Raffenel served with the 136th Regiment in garrison at Querqueville, Cherbourg where he was described as "intelligent, educated, hardworking, very zealous, very dedicated, very active and a good rider, a valorous officer who may achieve high rank in the future". He was promoted to lieutenant-colonel in the 48th Infantry Regiment on 7 October 1899 and spent one year on detachment with the 35th Artillery Regiment, learning about artillery - particularly the 75mm gun - and lecturing to the artillery officers on infantry tactics. Afterwards Raffenel returned to the 48th Infantry at Guingamp where he served as second-in-command. He was promoted to colonel in the 27th Infantry Regiment on 8 July 1904 and was commended for his "military qualities : tact, firmness, discipline, excellent service and devotion to his duties", serving with them at Dijon. He transferred to the 85th Infantry Regiment and became commander of the 82nd Brigade on 28 September 1910. This brigade of light infantry, based at Saint-Dié-des-Vosges, was one of the elite units of the French Army. A report of the time describes Raffenel "as a commanding officer very dignified, very dedicated, moderate and tactful, as a regimental commander he is sympathetic without lacking firmness. Esteemed and loved, he could not be more worthy to be promoted to général de brigade, a rank he deserves in all respects".

== General ==
Raffenel was appointed as général de brigade on 25 March 1911 and as an officer of the Legion of Honour on 29 March. He received command of the 3rd Colonial Infantry Division, one of the finest in the French Army, which marked a return to the colonial army of his early career after 20 years with metropolitan units.

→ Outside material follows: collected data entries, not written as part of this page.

use std::collections::BTreeSet;

use rand::{Rng, SeedableRng};
use rand_chacha::ChaCha8Rng;
use serde::{Deserialize, Serialize};

pub const DEFAULT_SEED: u64 = 42;
pub const DEFAULT_ROWS: usize = 1800;

pub const FIRST_YEAR: u16 = 2017;
pub const LAST_YEAR: u16 = 2024;
pub const GAMES_RANGE: (u8, u8) = (3, 5);
pub const POINTS_RANGE: (u8, u8) = (5, 11);
pub const KEY_POINT_RANGE: (f64, f64) = (35.0, 85.0);

pub const PLAYERS: [&str; 19] = [
    // China, men
    "樊振东",
    "马龙",
    "王楚钦",
    "梁靖崑",
    "林高远",
    // China, women
    "孙颖莎",
    "陈梦",
    "王曼昱",
    "王艺迪",
    // Japan
    "张本智和",
    "伊藤美诚",
    "早田希娜",
    // Korea
    "张禹珍",
    "安宰贤",
    "申裕斌",
    "田志希",
    // Europe
    "Timo Boll",
    "Dimitrij Ovtcharov",
    "Mattias Falck",
];

pub const OPPONENTS: [&str; 12] = [
    "Fan Zhendong",
    "Ma Long",
    "Wang Chuqin",
    "Lin Gaoyuan",
    "Tomokazu Harimoto",
    "Mima Ito",
    "Hina Hayata",
    "Jang Woojin",
    "An Jaehyun",
    "Timo Boll",
    "Dimitrij Ovtcharov",
    "Mattias Falck",
];

#[derive(Debug, Clone, Copy, PartialEq, Eq, PartialOrd, Ord, Hash, Serialize, Deserialize)]
#[serde(rename_all = "snake_case")]
pub enum Tier {
    WttChampions,
    WttGrandSmash,
    WorldChampionships,
    AsianGames,
    WorldCup,
}

impl Tier {
    pub const ALL: [Tier; 5] = [
        Tier::WttChampions,
        Tier::WttGrandSmash,
        Tier::WorldChampionships,
        Tier::AsianGames,
        Tier::WorldCup,
    ];

    pub fn label(self) -> &'static str {
        match self {
            Tier::WttChampions => "WTT 冠军赛",
            Tier::WttGrandSmash => "WTT 大满贯",
            Tier::WorldChampionships => "世界锦标赛",
            Tier::AsianGames => "亚运会",
            Tier::WorldCup => "世界杯",
        }
    }

    pub fn parse(raw: &str) -> Option<Tier> {
        let raw = raw.trim();
        Tier::ALL.into_iter().find(|tier| {
            tier.label() == raw || tier.key().eq_ignore_ascii_case(raw)
        })
    }

    pub fn key(self) -> &'static str {
        match self {
            Tier::WttChampions => "wtt_champions",
            Tier::WttGrandSmash => "wtt_grand_smash",
            Tier::WorldChampionships => "world_championships",
            Tier::AsianGames => "asian_games",
            Tier::WorldCup => "world_cup",
        }
    }
}

#[derive(Debug, Clone, Copy, PartialEq, Eq, PartialOrd, Ord, Hash, Serialize, Deserialize)]
#[serde(rename_all = "snake_case")]
pub enum Stroke {
    ForehandAttack,
    BackhandFlick,
    ServeAttack,
    ReceiveFlick,
    MidDistanceRally,
    ShortGame,
    PivotAttack,
}

impl Stroke {
    pub const ALL: [Stroke; 7] = [
        Stroke::ForehandAttack,
        Stroke::BackhandFlick,
        Stroke::ServeAttack,
        Stroke::ReceiveFlick,
        Stroke::MidDistanceRally,
        Stroke::ShortGame,
        Stroke::PivotAttack,
    ];

    pub fn label(self) -> &'static str {
        match self {
            Stroke::ForehandAttack => "正手强攻",
            Stroke::BackhandFlick => "反手拧拉",
            Stroke::ServeAttack => "发球抢攻",
            Stroke::ReceiveFlick => "接发挑打",
            Stroke::MidDistanceRally => "中远台对拉",
            Stroke::ShortGame => "台内小球",
            Stroke::PivotAttack => "侧身进攻",
        }
    }
}

// Win sorts before Loss, matching the breakdown ordering.
#[derive(Debug, Clone, Copy, PartialEq, Eq, PartialOrd, Ord, Hash, Serialize, Deserialize)]
#[serde(rename_all = "snake_case")]
pub enum Outcome {
    Win,
    Loss,
}

impl Outcome {
    pub fn from_points(points_for: u8, points_against: u8) -> Self {
        if points_for > points_against {
            Outcome::Win
        } else {
            Outcome::Loss
        }
    }

    pub fn label(self) -> &'static str {
        match self {
            Outcome::Win => "胜",
            Outcome::Loss => "负",
        }
    }
}

// `Shared` draws games/points once and reuses them for every row, so every
// row gets the same outcome.
#[derive(Debug, Clone, Copy, PartialEq, Eq, Default, Serialize, Deserialize)]
#[serde(rename_all = "kebab-case")]
pub enum ScalarDraws {
    #[default]
    PerRow,
    Shared,
}

impl ScalarDraws {
    pub fn parse(raw: &str) -> Option<Self> {
        match raw.trim().to_ascii_lowercase().as_str() {
            "per-row" | "per_row" | "perrow" | "row" => Some(ScalarDraws::PerRow),
            "shared" | "single" => Some(ScalarDraws::Shared),
            _ => None,
        }
    }
}

#[derive(Debug, Clone, PartialEq, Serialize, Deserialize)]
pub struct MatchRecord {
    pub player: String,
    pub year: u16,
    pub tier: Tier,
    pub opponent: String,
    pub games_played: u8,
    pub points_for: u8,
    pub points_against: u8,
    pub key_point_rate: f64,
    pub stroke: Stroke,
    pub outcome: Outcome,
}

impl MatchRecord {
    pub fn is_win(&self) -> bool {
        self.outcome == Outcome::Win
    }
}

#[derive(Debug, Clone, Copy)]
struct ScalarRow {
    games_played: u8,
    points_for: u8,
    points_against: u8,
}

impl ScalarRow {
    fn draw(rng: &mut impl Rng) -> Self {
        Self {
            games_played: rng.gen_range(GAMES_RANGE.0..=GAMES_RANGE.1),
            points_for: rng.gen_range(POINTS_RANGE.0..=POINTS_RANGE.1),
            points_against: rng.gen_range(POINTS_RANGE.0..=POINTS_RANGE.1),
        }
    }
}

#[derive(Debug, Clone)]
pub struct Dataset {
    pub seed: Option<u64>,
    pub scalar_draws: ScalarDraws,
    pub records: Vec<MatchRecord>,
}

impl Dataset {
    pub fn seeded(seed: u64, rows: usize, scalar_draws: ScalarDraws) -> Self {
        let mut rng = ChaCha8Rng::seed_from_u64(seed);
        let mut dataset = generate(&mut rng, rows, scalar_draws);
        dataset.seed = Some(seed);
        dataset
    }

    pub fn len(&self) -> usize {
        self.records.len()
    }

    pub fn is_empty(&self) -> bool {
        self.records.is_empty()
    }

    pub fn years(&self) -> Vec<u16> {
        self.records
            .iter()
            .map(|r| r.year)
            .collect::<BTreeSet<_>>()
            .into_iter()
            .collect()
    }

    // Order of first appearance.
    pub fn tiers(&self) -> Vec<Tier> {
        let mut out = Vec::new();
        for record in &self.records {
            if !out.contains(&record.tier) {
                out.push(record.tier);
                if out.len() == Tier::ALL.len() {
                    break;
                }
            }
        }
        out
    }
}

pub fn players_sorted() -> Vec<&'static str> {
    let mut players = PLAYERS.to_vec();
    players.sort_unstable();
    players
}

pub fn generate(rng: &mut impl Rng, rows: usize, scalar_draws: ScalarDraws) -> Dataset {
    let shared = match scalar_draws {
        ScalarDraws::Shared => Some(ScalarRow::draw(rng)),
        ScalarDraws::PerRow => None,
    };

    let mut records = Vec::with_capacity(rows);
    for _ in 0..rows {
        let player = pick(rng, &PLAYERS);
        let year = rng.gen_range(FIRST_YEAR..=LAST_YEAR);
        let tier = pick(rng, &Tier::ALL);
        let opponent = pick(rng, &OPPONENTS);
        let scalars = match shared {
            Some(row) => row,
            None => ScalarRow::draw(rng),
        };
        let key_point_rate = round_to(rng.gen_range(KEY_POINT_RANGE.0..KEY_POINT_RANGE.1), 2);
        let stroke = pick(rng, &Stroke::ALL);

        records.push(MatchRecord {
            player: player.to_string(),
            year,
            tier,
            opponent: opponent.to_string(),
            games_played: scalars.games_played,
            points_for: scalars.points_for,
            points_against: scalars.points_against,
            key_point_rate,
            stroke,
            outcome: Outcome::from_points(scalars.points_for, scalars.points_against),
        });
    }

    Dataset {
        seed: None,
        scalar_draws,
        records,
    }
}

fn pick<T: Copy>(rng: &mut impl Rng, items: &[T]) -> T {
    items[rng.gen_range(0..items.len())]
}

// Halves go to the even neighbour, so 6.25 shows as 6.2.
pub fn round_to(value: f64, decimals: i32) -> f64 {
    let factor = 10f64.powi(decimals);
    (value * factor).round_ties_even() / factor
}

Upon the outbreak of the First World War Raffenel led his division from Brest to Bar-le-Duc on the Belgian frontier. On 22 August he led it over the Semois River into the Belgian village of Rossignol. There, surrounded by the German VI Corps, and fighting for six hours on a 600m wide front, the division was heavily defeated. French losses were devastating - some 11,000 of the 15,000 men in the division were casualties, making Rossignol the deadliest action of the Battle of the Frontiers. The 1st colonial Brigade ceased to exist as a formed unit; the 1st Colonial Infantry Regiment lost 2,500 killed and wounded, the 2nd lost 2,850, the 3rd 2,085 and the 7th 1,500. Of Raffenel's cavalry, the 3rd African Chasseurs Regiment, there remained just one and a half squadrons fit for duty. Both Raffenel and the commander of the 3rd Colonial Brigade, General Charles Rondony, were killed in action that day and General Montignault, commanding the 1st Colonial Brigade, was wounded and taken prisoner. Raffenel, who had been shot, and Rondony were the first French general officers to die during the war. His body was discovered after the battle by Captain Hartmann of the 3rd Colonial Infantry Regiment but was later recovered and buried at Tintigny by the German forces.